Improving food security

The gardens are aimed at reducing the financial burden linked to the purchase of fresh food, improving the quality and diversity of consumed vegetables, but also giving these women extra degrees of independence. The garden soon became a sign of hope; a project they call their own.

“We are here for each other, we cook together, we do everything together, our sisterhood is our biggest consolation” said Manal, a mother of 6 children, as she explained how all the women took turn in planting, irrigating, and harvesting the garden. The distribution of a gardening manual gave each member of the community the necessary knowledge to effectively participate in the process. “I take on the most difficult task: Eating the products!” shouted Fatima, a 27-year-old mother of 3 while laughing. The severe back injury she received during the war prevents her from gardening, her friend explained later on. The women organized a calendar to make sure every family received their equal share of the harvest, regardless of their contribution in gardening.

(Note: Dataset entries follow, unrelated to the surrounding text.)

//! Raw byte transport under a connection
//!
//! `Socket` is what both connection flavours are built on: a blocking byte
//! stream that can also be closed and, where the platform allows it, can move
//! file contents without passing them through user space.

use std::fs::File;
use std::io::{self, Read, Seek, SeekFrom, Write};
use std::net::{Shutdown, TcpStream};

/// Blocking byte stream accepted from a listener
pub trait Socket: Read + Write {
    /// Close both directions of the stream
    fn close(&mut self) -> io::Result<()>;

    /// Send `length` bytes of `file` starting at `offset`
    ///
    /// Returns the number of bytes sent, which is smaller than `length` when
    /// the file ends first.
    fn send_file(&mut self, file: &mut File, offset: u64, length: u64) -> io::Result<u64> {
        copy_span(file, offset, length, self)
    }
}

/// Copy a byte range of `file` into `dst` through a user-space buffer
pub(crate) fn copy_span<W: Write + ?Sized>(
    file: &mut File,
    offset: u64,
    length: u64,
    dst: &mut W,
) -> io::Result<u64> {
    file.seek(SeekFrom::Start(offset))?;
    io::copy(&mut Read::by_ref(file).take(length), dst)
}

fn shutdown_tcp(stream: &TcpStream) -> io::Result<()> {
    match stream.shutdown(Shutdown::Both) {
        // Peer is already gone, nothing left to close
        Err(e) if e.kind() == io::ErrorKind::NotConnected => Ok(()),
        other => other,
    }
}

impl Socket for TcpStream {
    fn close(&mut self) -> io::Result<()> {
        shutdown_tcp(self)
    }

    #[cfg(target_os = "linux")]
    fn send_file(&mut self, file: &mut File, offset: u64, length: u64) -> io::Result<u64> {
        sendfile(self, file, offset, length)
    }
}

#[cfg(unix)]
impl Socket for std::os::unix::net::UnixStream {
    fn close(&mut self) -> io::Result<()> {
        match self.shutdown(Shutdown::Both) {
            Err(e) if e.kind() == io::ErrorKind::NotConnected => Ok(()),
            other => other,
        }
    }
}

/// Largest count handed to a single sendfile(2) call
#[cfg(target_os = "linux")]
const SENDFILE_MAX: u64 = 0x7fff_f000;

/// Kernel zero-copy transfer from `file` to `stream`
#[cfg(target_os = "linux")]
fn sendfile(stream: &TcpStream, file: &File, offset: u64, length: u64) -> io::Result<u64> {
    use std::os::fd::AsRawFd;

    let mut off = libc::off_t::try_from(offset)
        .map_err(|_| io::Error::new(io::ErrorKind::InvalidInput, "file offset out of range"))?;
    let mut sent = 0u64;

    while sent < length {
        let count = (length - sent).min(SENDFILE_MAX) as usize;
        let n = unsafe { libc::sendfile(stream.as_raw_fd(), file.as_raw_fd(), &mut off, count) };

        if n < 0 {
            let err = io::Error::last_os_error();
            if err.kind() == io::ErrorKind::Interrupted {
                continue;
            }
            return Err(err);
        }
        if n == 0 {
            break;
        }
        sent += n as u64;
    }

    Ok(sent)
}


#[cfg(test)]
mod tests {
    use super::*;
    use std::net::TcpListener;
    use std::thread;

    fn fixture(len: usize) -> (tempfile::NamedTempFile, Vec<u8>) {
        let data: Vec<u8> = (0..len).map(|i| (i % 251) as u8).collect();
        let mut file = tempfile::NamedTempFile::new().unwrap();
        file.write_all(&data).unwrap();
        (file, data)
    }

    #[test]
    fn test_copy_span_clamps_to_file_end() {
        let (file, data) = fixture(1000);
        let mut out = Vec::new();

        let mut handle = file.reopen().unwrap();
        let sent = copy_span(&mut handle, 900, 500, &mut out).unwrap();
        assert_eq!(sent, 100);
        assert_eq!(out, &data[900..]);
    }

    #[test]
    fn test_tcp_send_file() {
        let (file, data) = fixture(200_000);
        let listener = TcpListener::bind("127.0.0.1:0").unwrap();
        let addr = listener.local_addr().unwrap();

        let reader = thread::spawn(move || {
            let (mut stream, _) = listener.accept().unwrap();
            let mut got = Vec::new();
            stream.read_to_end(&mut got).unwrap();
            got
        });

        let mut stream = TcpStream::connect(addr).unwrap();
        let mut handle = file.reopen().unwrap();
        let sent = stream.send_file(&mut handle, 10, 150_000).unwrap();
        assert_eq!(sent, 150_000);
        stream.close().unwrap();

        let got = reader.join().unwrap();
        assert_eq!(got, &data[10..150_010]);
    }

    #[test]
    fn test_tcp_close_after_peer_left() {
        let listener = TcpListener::bind("127.0.0.1:0").unwrap();
        let addr = listener.local_addr().unwrap();

        let client = TcpStream::connect(addr).unwrap();
        let (mut server_side, _) = listener.accept().unwrap();
        drop(client);

        assert!(server_side.close().is_ok());
    }
}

Sahar, a mother of 4 children was skeptical at the beginning of the project: “When Solidarités International team first came with the idea, I thought to myself – A garden in this small space? Between buildings? It won’t produce anything – but then all sorts of vegetables started growing, and here we are, harvesting”. SOLIDARITÉS INTERNATIONAL tailored the micro-gardening structures to the demands of each site and household. The availability of water, space, and acceptance of the landlord were all factors that influenced the structure design as well.

Lebanon refugee hoe

Quality and quantity

Sawsan also a mother of 3 boys and a girl, was anxious to take us to the garden, and show us every single plant “We grow parsley, cucumber, zucchini, corn, radish, onion, garlic, …!” she said. Most seedlings were handed to families, but the families added their own, guided by their creativity. “The replicability of this project, and the transferability of the knowledge that eventually led the families to grow seedlings of their own is one indicator of success,” according to Rim Osman, SOLIDARITÉS INTERNATIONAL’s basic assistance program manager in Lebanon.

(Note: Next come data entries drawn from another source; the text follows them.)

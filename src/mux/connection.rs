//! The connection abstraction handed to the application
//!
//! `Connection` plays the same role for the HTTP engine that a plain socket
//! would: send bytes, send a file, receive bytes, close. Whether the bytes are
//! encrypted on the wire is invisible from this side.

use super::{Result, BUFFER_SIZE};
use bytes::Bytes;
use std::fmt;
use std::path::{Path, PathBuf};

/// Outcome of a receive
#[derive(Debug, Clone, PartialEq, Eq)]
pub enum Received {
    /// A non-empty chunk of application bytes
    Data(Bytes),
    /// The peer closed the stream
    EndOfStream,
}

impl Received {
    pub fn is_end_of_stream(&self) -> bool {
        matches!(self, Received::EndOfStream)
    }

    /// The received bytes, empty at end of stream
    pub fn into_bytes(self) -> Bytes {
        match self {
            Received::Data(bytes) => bytes,
            Received::EndOfStream => Bytes::new(),
        }
    }

    pub(crate) fn from_chunk(chunk: Bytes) -> Self {
        if chunk.is_empty() {
            Received::EndOfStream
        } else {
            Received::Data(chunk)
        }
    }
}

/// A byte range of a file to transmit, with optional leading bytes
///
/// `header` chunks (typically the HTTP response head) are sent before the file
/// contents. The optional hook runs after every piece of the file that went
/// out, which lets a surrounding server loop push its idle deadline forward.
pub struct FileSpan<'a> {
    pub path: PathBuf,
    pub offset: u64,
    pub length: u64,
    pub header: Vec<Bytes>,
    pub hook: Option<Box<dyn FnMut() + 'a>>,
}

impl<'a> FileSpan<'a> {
    pub fn new(path: impl AsRef<Path>, offset: u64, length: u64) -> Self {
        FileSpan {
            path: path.as_ref().to_path_buf(),
            offset,
            length,
            header: Vec::new(),
            hook: None,
        }
    }

    /// Bytes to send before the file contents
    pub fn header(mut self, chunk: impl Into<Bytes>) -> Self {
        self.header.push(chunk.into());
        self
    }

    /// Callback invoked after each transmitted piece of the file
    pub fn on_progress(mut self, hook: impl FnMut() + 'a) -> Self {
        self.hook = Some(Box::new(hook));
        self
    }

    pub(crate) fn header_slices(&self) -> Vec<&[u8]> {
        self.header.iter().map(|chunk| &chunk[..]).collect()
    }

    pub(crate) fn progress(&mut self) {
        if let Some(hook) = self.hook.as_mut() {
            hook();
        }
    }
}

impl fmt::Debug for FileSpan<'_> {
    fn fmt(&self, f: &mut fmt::Formatter<'_>) -> fmt::Result {
        f.debug_struct("FileSpan")
            .field("path", &self.path)
            .field("offset", &self.offset)
            .field("length", &self.length)
            .field("header_chunks", &self.header.len())
            .field("hook", &self.hook.is_some())
            .finish()
    }
}

/// Bidirectional stream presented to the application
///
/// Implemented by `SecureConnection` and `PlainConnection`; both behave the
/// same from the caller's point of view.
pub trait Connection {
    /// Send every byte of `buf` or fail
    fn send_all(&mut self, buf: &[u8]) -> Result<()>;

    /// Send several chunks back to back
    fn send_many(&mut self, chunks: &[&[u8]]) -> Result<()> {
        for chunk in chunks {
            self.send_all(chunk)?;
        }
        Ok(())
    }

    /// Send header chunks followed by `min(length, file_size - offset)` bytes
    /// of the file
    fn send_file(&mut self, span: FileSpan<'_>) -> Result<()>;

    /// Receive the next chunk of bytes
    fn receive(&mut self) -> Result<Received>;

    /// Release the connection's resources and close the socket
    fn close(&mut self) -> Result<()>;

    /// Size of the buffers used for framing on this connection
    fn buffer_size(&self) -> usize {
        BUFFER_SIZE
    }

    /// Whether bytes on the wire are encrypted
    fn is_secure(&self) -> bool;
}
//! Certificate helpers
//!
//! Name extraction for logging, and generation of a throwaway self-signed
//! identity for development servers and tests.

use crate::mux::{Error, Result};
use openssl::asn1::Asn1Time;
use openssl::bn::{BigNum, MsbOption};
use openssl::ec::{EcGroup, EcKey};
use openssl::hash::MessageDigest;
use openssl::nid::Nid;
use openssl::pkey::PKey;
use openssl::x509::extension::{BasicConstraints, SubjectAlternativeName};
use openssl::x509::{X509NameBuilder, X509Ref, X509};

/// Common Name of a certificate's subject
pub fn common_name(cert: &X509Ref) -> String {
    cert.subject_name()
        .entries_by_nid(Nid::COMMONNAME)
        .next()
        .and_then(|entry| entry.data().as_utf8().ok())
        .map(|s| s.to_string())
        .unwrap_or_else(|| "<undef>".to_string())
}

/// PEM encoded certificate and private key
#[derive(Debug, Clone)]
pub struct SelfSigned {
    pub certificate_pem: Vec<u8>,
    pub key_pem: Vec<u8>,
}

/// Generate a self-signed P-256 certificate for `name`
///
/// The name is used as Common Name and as DNS subject alternative name. The
/// certificate is valid from now for one year.
pub fn generate(name: &str) -> Result<SelfSigned> {
    build(name).map_err(|e| Error::config(format!("Failed to generate certificate: {}", e)))
}

fn build(name: &str) -> std::result::Result<SelfSigned, openssl::error::ErrorStack> {
    let group = EcGroup::from_curve_name(Nid::X9_62_PRIME256V1)?;
    let key = PKey::from_ec_key(EcKey::generate(&group)?)?;

    let mut subject = X509NameBuilder::new()?;
    subject.append_entry_by_nid(Nid::COMMONNAME, name)?;
    let subject = subject.build();

    let mut serial = BigNum::new()?;
    serial.rand(64, MsbOption::MAYBE_ZERO, false)?;

    let mut builder = X509::builder()?;
    builder.set_version(2)?;
    let serial = serial.to_asn1_integer()?;
    builder.set_serial_number(&serial)?;
    builder.set_subject_name(&subject)?;
    builder.set_issuer_name(&subject)?;
    builder.set_pubkey(&key)?;
    let not_before = Asn1Time::days_from_now(0)?;
    let not_after = Asn1Time::days_from_now(365)?;
    builder.set_not_before(&not_before)?;
    builder.set_not_after(&not_after)?;
    builder.append_extension(BasicConstraints::new().build()?)?;

    let san = SubjectAlternativeName::new()
        .dns(name)
        .build(&builder.x509v3_context(None, None))?;
    builder.append_extension(san)?;
    builder.sign(&key, MessageDigest::sha256())?;

    Ok(SelfSigned {
        certificate_pem: builder.build().to_pem()?,
        key_pem: key.private_key_to_pem_pkcs8()?,
    })
}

One of the vital targets of the project was to also improve the quality of the consumed food. For this purpose, a long procurement process was implemented, and followed up by a series of quality tests conducted at the nursery level to ensure that only the best quality seeds and seedlings were chosen. The distribution lasted for 5 weeks, 10 workers and 6 pick-up trucks were mobilized on a daily basis.

“Our vegetables taste and smell better than those in the market. You can’t really know what kind of chemicals they put on theirs anyway!” Sawsan proudly said.

The nearest market is several blocks away, which in itself was problematic to the single mothers. Having a garden right under their home meant that they can be partially relieved from the many hazards of unnecessary trips outside the compound.

Sahar narrates her experience:

Outside the compound you feel that people want to take advantage of you under the pretext of ‘helping us poor widows’, if it happened that anyone does a favor, they’ll hint they want something in return. I don’t mention I’m a widow to anybody, I just say I’m visiting.

Sowing the seeds of empowerment

The significance of this small garden goes beyond planting and harvesting. For them it is a reason to come together and accomplish, a souvenir of days when life was still normal, and a promise of better days to come. “Almost all of us had lands of our own back in Syria” Sahar told us. “This small garden has become our own land, our home, when we work in it we feel we are doing something for ourselves” she continued.

Back in the compound, the women continue to plant seeds, and as they watch the seedlings struggle to break the soil and grow into beautiful gardens, they hope for a similar beautiful ending for their own struggle, for their children, and all displaced Syrians in Lebanon.

The micro-gardening project provided assistance for around 2500 individuals in 57 sites. It is supported through the French Embassy by the “Comité interministériel d’aide alimentaire (CIAA)”.